How to complete this task — Below are lines of data; restate word for word those running from the line containing "use anyhow::Result;" to the line containing "pub fn run_render(args: &RenderArgs, out: &mut", inclusive, and no others.

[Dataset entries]

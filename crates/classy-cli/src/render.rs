//! # Render Subcommand
//!
//! Prints the fully rendered JSON Schema document of a schema literal.

use std::io::Write;

use anyhow::Result;
use clap::Args;

use classy_schema::{dump_with, Destination, Style};

use crate::read_schema;

/// Arguments for the `classy render` subcommand.
#[derive(Args, Debug)]
pub struct RenderArgs {
    /// Schema literal: a JSON/YAML file path or inline JSON.
    #[arg(long, value_name = "SCHEMA")]
    pub schema: String,

    /// Print on a single line.
    #[arg(long)]
    pub compact: bool,
}

/// Execute the render subcommand.
pub fn run_render(args: &RenderArgs, out: &mut dyn Write) -> Result<u8> {
    let document = read_schema(&args.schema)?.render()?;
    let style = if args.compact { Style::Compact } else { Style::Pretty };
    dump_with(&document, Destination::Writer(&mut *out), style)?;
    writeln!(out)?;
    Ok(0)
}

Your solution —
use anyhow::Result;
use clap::Args;

use classy_schema::{dump_with, Destination, Style};

use crate::read_schema;

/// Arguments for the `classy render` subcommand.
#[derive(Args, Debug)]
pub struct RenderArgs {
    /// Schema literal: a JSON/YAML file path or inline JSON.
    #[arg(long, value_name = "SCHEMA")]
    pub schema: String,

    /// Print on a single line.
    #[arg(long)]
    pub compact: bool,
}

/// Execute the render subcommand.
pub fn run_render(args: &RenderArgs, out: &mut dyn Write) -> Result<u8> {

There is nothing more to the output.